A arte da prudência e a importância dos imprudentes.
Por Samarone Lima, da equipe do Blog.
A julgar pelos depoimentos dos possíveis candidatos da oposição à presidência do Santa Cruz Futebol Clube, ao longo da semana, parece que todos andaram lendo, com um certo excesso, aquele livro do Baltasar Gracian: "A arte da prudência".
Edson Nogueira informou que a possibilidade de ser candidato é a mesma de disputar a presidência dos Estados Unidos. Como a torcida do Santa está cagando e andando para os norte-americanos, todo mundo entendeu: ele não quer encarar essa, apesar de ter cacife e apoio de parte importante da oposição.
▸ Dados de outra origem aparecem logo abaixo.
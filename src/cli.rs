//! Command-line interface definition and terminal prompts.
//!
//! The parsing types live in the library so they can be tested; `main.rs`
//! only wires them to the orchestrator.

use crate::models::{AppConfig, CharacterRef, ScanResult};
use crate::services::{ConflictResolution, TokenPrompt};
use anyhow::{Result, bail};
use camino::Utf8PathBuf;
use clap::{Args, Parser, Subcommand, ValueEnum};
use inquire::{Password, PasswordDisplayMode, Select};

/// Sync World of Warcraft settings and addons through a git repository.
#[derive(Parser, Debug)]
#[command(name = "wowsync")]
#[command(about = "Sync World of Warcraft settings and addons through git")]
#[command(version)]
pub struct Cli {
    /// Log at debug level.
    #[arg(long, global = true)]
    pub debug: bool,

    /// Also write log records to stderr.
    #[arg(long, short, global = true)]
    pub verbose: bool,

    /// Application directory (defaults to ~/.wow_sync).
    #[arg(long, global = true, value_name = "DIR")]
    pub app_dir: Option<Utf8PathBuf>,

    #[command(subcommand)]
    pub command: Command,
}

#[derive(Subcommand, Debug)]
pub enum Command {
    /// Show or change the configuration.
    Config {
        #[command(subcommand)]
        action: ConfigAction,
    },

    /// List versions, accounts and characters found in the installation.
    Scan,

    /// Choose which characters are synced.
    Select(SelectArgs),

    /// Clone or create the local repository.
    Init,

    /// Pull from the remote and apply it to the installation.
    Pull(PullArgs),

    /// Collect the installation into the repository and push it.
    Push(PushArgs),

    /// Resolve a conflict left by an earlier pull.
    Resolve(ResolveArgs),
}

#[derive(Subcommand, Debug)]
pub enum ConfigAction {
    /// Print the current configuration as JSON.
    Show,

    /// Change one or more settings.
    Set(ConfigSetArgs),
}

#[derive(Args, Debug, Default)]
pub struct ConfigSetArgs {
    /// World of Warcraft installation directory.
    #[arg(long, value_name = "PATH")]
    pub wow_path: Option<String>,

    /// Git remote URL.
    #[arg(long, value_name = "URL")]
    pub repo_url: Option<String>,

    #[arg(long, value_name = "BOOL")]
    pub retail: Option<bool>,

    #[arg(long, value_name = "BOOL")]
    pub classic: Option<bool>,

    #[arg(long, value_name = "BOOL")]
    pub classic_era: Option<bool>,

    /// Also sync Config.wtf.
    #[arg(long, value_name = "BOOL")]
    pub sync_config_wtf: Option<bool>,

    #[arg(long, value_name = "BOOL")]
    pub auto_sync: Option<bool>,
}

impl ConfigSetArgs {
    /// Apply the given options; returns false when nothing was given.
    pub fn apply(&self, config: &mut AppConfig) -> bool {
        use crate::models::GameVersion;

        let mut changed = false;
        if let Some(path) = &self.wow_path {
            config.wow_path = path.trim().to_string();
            changed = true;
        }
        if let Some(url) = &self.repo_url {
            config.git_repo_url = url.trim().to_string();
            changed = true;
        }
        for (version, value) in [
            (GameVersion::Retail, self.retail),
            (GameVersion::Classic, self.classic),
            (GameVersion::ClassicEra, self.classic_era),
        ] {
            if let Some(enabled) = value {
                config.set_version_enabled(version, enabled);
                changed = true;
            }
        }
        if let Some(value) = self.sync_config_wtf {
            config.sync_config_wtf = value;
            changed = true;
        }
        if let Some(value) = self.auto_sync {
            config.auto_sync = value;
            changed = true;
        }
        changed
    }
}

#[derive(Args, Debug)]
pub struct SelectArgs {
    /// Select every character found by a scan.
    #[arg(long, conflicts_with_all = ["none", "keys"])]
    pub all: bool,

    /// Select nothing; no character data is synced.
    #[arg(long, conflicts_with = "keys")]
    pub none: bool,

    /// Character keys as printed by `scan` (version:account:realm:character).
    #[arg(value_name = "KEY", required_unless_present_any = ["all", "none"])]
    pub keys: Vec<String>,
}

impl SelectArgs {
    /// The complete new selection.
    pub fn characters(&self, scan: &ScanResult) -> Result<Vec<CharacterRef>> {
        if self.all {
            return Ok(scan.characters.values().cloned().collect());
        }
        if self.none {
            return Ok(Vec::new());
        }

        let mut characters = Vec::with_capacity(self.keys.len());
        for key in &self.keys {
            let Some(character) = CharacterRef::parse_key(key) else {
                bail!("Invalid character key '{key}', expected version:account:realm:character");
            };
            if !scan.characters.contains_key(key) {
                tracing::warn!("Character {} was not found by the last scan", key);
            }
            characters.push(character);
        }
        Ok(characters)
    }
}

#[derive(Args, Debug, Default)]
pub struct PullArgs {
    /// Resolve a merge conflict without asking.
    #[arg(long, value_enum, value_name = "SIDE")]
    pub on_conflict: Option<ConflictSide>,
}

#[derive(Args, Debug, Default)]
pub struct PushArgs {
    /// Overwrite the remote branch (after keeping the local side of a conflict).
    #[arg(long)]
    pub force: bool,
}

#[derive(Args, Debug)]
pub struct ResolveArgs {
    #[arg(value_enum)]
    pub side: ConflictSide,
}

/// Which side wins a conflict.
#[derive(Debug, Clone, Copy, ValueEnum, PartialEq, Eq)]
pub enum ConflictSide {
    /// Take everything from the remote.
    Remote,
    /// Keep everything local.
    Local,
}

impl From<ConflictSide> for ConflictResolution {
    fn from(side: ConflictSide) -> Self {
        match side {
            ConflictSide::Remote => ConflictResolution::UseRemote,
            ConflictSide::Local => ConflictResolution::KeepLocal,
        }
    }
}

/// Asks for a personal access token on the terminal.
#[derive(Debug, Default)]
pub struct TerminalTokenPrompt;

impl TokenPrompt for TerminalTokenPrompt {
    fn prompt_token(&self, remote_url: &str) -> Option<String> {
        eprintln!("Authentication required for {remote_url}");
        eprintln!("Create a token at https://github.com/settings/personal-access-tokens/new");
        Password::new("Personal access token:")
            .without_confirmation()
            .with_display_mode(PasswordDisplayMode::Masked)
            .prompt()
            .ok()
    }
}

const KEEP_LOCAL: &str = "Keep my local changes";
const USE_REMOTE: &str = "Use the remote version";
const DECIDE_LATER: &str = "Decide later";

/// Ask which side wins a conflict; `None` leaves it pending.
pub fn prompt_conflict_resolution() -> Option<ConflictResolution> {
    let choice = Select::new(
        "Local and remote changes conflict. Which version should be kept?",
        vec![USE_REMOTE, KEEP_LOCAL, DECIDE_LATER],
    )
    .prompt()
    .ok()?;

    match choice {
        USE_REMOTE => Some(ConflictResolution::UseRemote),
        KEEP_LOCAL => Some(ConflictResolution::KeepLocal),
        _ => None,
    }
}

#[cfg(test)]
mod tests {
    use super::*;
    use crate::models::GameVersion;

    fn parse(args: &[&str]) -> Cli {
        Cli::try_parse_from(std::iter::once("wowsync").chain(args.iter().copied())).unwrap()
    }

    #[test]
    fn test_parse_config_set() {
        let cli = parse(&[
            "config",
            "set",
            "--wow-path",
            "/games/wow",
            "--classic",
            "false",
        ]);
        let Command::Config {
            action: ConfigAction::Set(args),
        } = cli.command
        else {
            panic!("expected config set");
        };

        let mut config = AppConfig::default();
        assert!(args.apply(&mut config));
        assert_eq!(config.wow_path, "/games/wow");
        assert!(!config.is_version_enabled(GameVersion::Classic));
        assert!(config.is_version_enabled(GameVersion::Retail));
    }

    #[test]
    fn test_empty_config_set_changes_nothing() {
        let mut config = AppConfig::default();
        assert!(!ConfigSetArgs::default().apply(&mut config));
        assert_eq!(config, AppConfig::default());
    }

    #[test]
    fn test_parse_pull_and_resolve() {
        let cli = parse(&["pull", "--on-conflict", "remote"]);
        assert!(matches!(
            cli.command,
            Command::Pull(PullArgs {
                on_conflict: Some(ConflictSide::Remote)
            })
        ));

        let cli = parse(&["--debug", "resolve", "local"]);
        assert!(cli.debug);
        let Command::Resolve(args) = cli.command else {
            panic!("expected resolve");
        };
        assert_eq!(
            ConflictResolution::from(args.side),
            ConflictResolution::KeepLocal
        );

        let cli = parse(&["push", "--force"]);
        assert!(matches!(cli.command, Command::Push(PushArgs { force: true })));
    }

    #[test]
    fn test_select_requires_a_choice() {
        assert!(Cli::try_parse_from(["wowsync", "select"]).is_err());
        assert!(Cli::try_parse_from(["wowsync", "select", "--all", "--none"]).is_err());
    }

    #[test]
    fn test_select_characters() {
        let mut scan = ScanResult::default();
        let hero = CharacterRef::new(GameVersion::Retail, "ACC", "Realm", "Hero");
        scan.characters.insert(hero.key(), hero.clone());

        let args = SelectArgs {
            all: true,
            none: false,
            keys: vec![],
        };
        assert_eq!(args.characters(&scan).unwrap(), vec![hero.clone()]);

        let args = SelectArgs {
            all: false,
            none: true,
            keys: vec![],
        };
        assert!(args.characters(&scan).unwrap().is_empty());

        let args = SelectArgs {
            all: false,
            none: false,
            keys: vec!["_classic_:ACC:Realm:Alt".into()],
        };
        let chosen = args.characters(&scan).unwrap();
        assert_eq!(chosen[0].version, GameVersion::Classic);

        let args = SelectArgs {
            all: false,
            none: false,
            keys: vec!["bad-key".into()],
        };
        assert!(args.characters(&scan).is_err());
    }
}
Tonico Araújo, do grupo Ninho das Cobras, disse ao Jornal do Commercio que "é preciso uma reunião para analisar a viabilidade de uma candidatura única", a de Ricardo de Paula, bancada pelo atual presidente.
A Confraria, aos poucos, vai perdendo uma oportunidade histórica de agregar o descontentamento generalizado da torcida. Vários leitores do Blog, em seus comentários, dizem coisas mais interessantes e fazem leituras políticas mais lúcidas, sem esperar reuniões.
Antônio Luiz Neto, também da oposição, afirmou que "só se pronunciará sobre o pleito após a definição do rebaixamento ou não do time", quando até as roletas do Arruda sabem que o time já está na Segundona.
"Não vou falar nada agora em respeito aos jogadores. Mas vou me pronunciar. Vários ex-diretores, a torcida e eu sabemos o que nós representamos para o clube e o que eles (a atual diretoria) representam".
Haja prudência!
De formas que vai se desenhando um fenômeno político gracioso no Mais Querido: o lançamento de uma candidatura dos imprudentes. Sim, aqueles sócios medianos, que não fazem parte de nenhum grupo político, nem da situação, nem da oposição - apenas amam o Santa Cruz, e não aceitam esta situação vexatória.
Uma candidatura olímpica, só para constar, para ficar na história do clube, o pequeno gesto de Davi contra Golias.
Uma candidatura para dizer à situação que este não é o Santa que queremos.
Para dizer à oposição que em certos momentos da vida, é preciso ter menos prudência e um pouquinho de culhão.